● **DATA SUPPLIED**:
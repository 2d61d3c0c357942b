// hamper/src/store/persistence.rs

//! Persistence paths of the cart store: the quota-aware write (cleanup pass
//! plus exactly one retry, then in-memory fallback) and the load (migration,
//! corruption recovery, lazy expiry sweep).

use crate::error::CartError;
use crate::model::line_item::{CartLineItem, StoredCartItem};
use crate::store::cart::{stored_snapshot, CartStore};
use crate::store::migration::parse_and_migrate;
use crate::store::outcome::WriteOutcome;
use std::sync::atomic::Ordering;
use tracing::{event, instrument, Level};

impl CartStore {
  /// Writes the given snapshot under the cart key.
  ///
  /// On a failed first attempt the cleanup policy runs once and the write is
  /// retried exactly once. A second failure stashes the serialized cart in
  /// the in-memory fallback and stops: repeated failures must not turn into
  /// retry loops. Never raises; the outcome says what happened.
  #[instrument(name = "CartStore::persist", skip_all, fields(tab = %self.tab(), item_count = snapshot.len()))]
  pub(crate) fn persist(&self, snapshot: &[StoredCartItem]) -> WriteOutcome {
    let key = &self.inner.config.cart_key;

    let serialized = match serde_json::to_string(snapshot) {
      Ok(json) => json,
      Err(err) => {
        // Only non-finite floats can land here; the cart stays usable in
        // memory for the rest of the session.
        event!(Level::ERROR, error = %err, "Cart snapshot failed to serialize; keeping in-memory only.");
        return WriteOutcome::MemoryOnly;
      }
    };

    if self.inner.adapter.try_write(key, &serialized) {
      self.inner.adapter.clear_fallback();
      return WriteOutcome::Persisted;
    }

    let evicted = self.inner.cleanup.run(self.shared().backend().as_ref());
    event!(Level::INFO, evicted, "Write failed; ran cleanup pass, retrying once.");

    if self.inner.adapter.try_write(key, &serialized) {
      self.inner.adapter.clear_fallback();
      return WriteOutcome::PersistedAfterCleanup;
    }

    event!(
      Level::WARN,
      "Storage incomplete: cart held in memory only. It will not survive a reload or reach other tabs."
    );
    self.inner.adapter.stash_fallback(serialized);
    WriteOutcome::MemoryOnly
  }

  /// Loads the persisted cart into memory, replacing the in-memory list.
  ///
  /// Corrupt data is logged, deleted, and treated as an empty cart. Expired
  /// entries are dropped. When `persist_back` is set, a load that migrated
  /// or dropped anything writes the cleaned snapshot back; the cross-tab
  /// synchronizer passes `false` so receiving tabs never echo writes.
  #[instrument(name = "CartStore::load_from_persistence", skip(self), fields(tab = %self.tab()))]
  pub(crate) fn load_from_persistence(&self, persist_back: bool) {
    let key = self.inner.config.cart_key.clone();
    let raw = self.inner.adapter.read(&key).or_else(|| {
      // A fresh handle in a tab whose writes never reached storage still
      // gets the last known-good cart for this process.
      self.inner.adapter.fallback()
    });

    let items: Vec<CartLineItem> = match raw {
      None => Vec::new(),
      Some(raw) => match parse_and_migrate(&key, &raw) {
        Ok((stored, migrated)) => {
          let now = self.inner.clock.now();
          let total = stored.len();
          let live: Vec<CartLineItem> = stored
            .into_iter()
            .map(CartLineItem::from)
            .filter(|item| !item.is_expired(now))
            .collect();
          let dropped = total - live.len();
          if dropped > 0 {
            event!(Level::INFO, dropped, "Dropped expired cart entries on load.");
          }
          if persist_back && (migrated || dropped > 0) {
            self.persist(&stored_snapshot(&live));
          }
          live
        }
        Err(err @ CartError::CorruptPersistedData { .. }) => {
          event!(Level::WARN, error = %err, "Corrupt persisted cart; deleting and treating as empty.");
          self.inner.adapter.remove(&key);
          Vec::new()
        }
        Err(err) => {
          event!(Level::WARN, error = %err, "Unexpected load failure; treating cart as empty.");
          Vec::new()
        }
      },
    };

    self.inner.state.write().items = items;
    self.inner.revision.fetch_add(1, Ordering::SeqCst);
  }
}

* * *

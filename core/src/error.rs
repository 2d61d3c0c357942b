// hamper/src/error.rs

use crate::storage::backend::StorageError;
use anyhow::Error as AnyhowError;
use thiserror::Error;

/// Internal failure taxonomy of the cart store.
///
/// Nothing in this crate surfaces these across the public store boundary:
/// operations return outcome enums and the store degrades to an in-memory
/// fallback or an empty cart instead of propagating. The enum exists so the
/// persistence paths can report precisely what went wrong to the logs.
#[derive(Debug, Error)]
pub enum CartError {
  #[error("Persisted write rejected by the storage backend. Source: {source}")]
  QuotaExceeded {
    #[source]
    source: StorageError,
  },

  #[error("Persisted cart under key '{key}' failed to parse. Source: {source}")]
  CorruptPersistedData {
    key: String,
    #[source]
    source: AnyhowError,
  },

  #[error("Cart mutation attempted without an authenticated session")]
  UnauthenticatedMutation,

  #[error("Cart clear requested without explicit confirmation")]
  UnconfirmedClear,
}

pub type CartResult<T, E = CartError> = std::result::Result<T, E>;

● **THE TASK**:
From the listing above, output exactly the run of lines that starts with the line containing "Ok((stored, migrated)) =>" and ends with the line containing "Err(err @ CartError::CorruptPersistedData".

● **RESULT BELOW**:
        Ok((stored, migrated)) => {
          let now = self.inner.clock.now();
          let total = stored.len();
          let live: Vec<CartLineItem> = stored
            .into_iter()
            .map(CartLineItem::from)
            .filter(|item| !item.is_expired(now))
            .collect();
          let dropped = total - live.len();
          if dropped > 0 {
            event!(Level::INFO, dropped, "Dropped expired cart entries on load.");
          }
          if persist_back && (migrated || dropped > 0) {
            self.persist(&stored_snapshot(&live));
          }
          live
        }
        Err(err @ CartError::CorruptPersistedData { .. }) => {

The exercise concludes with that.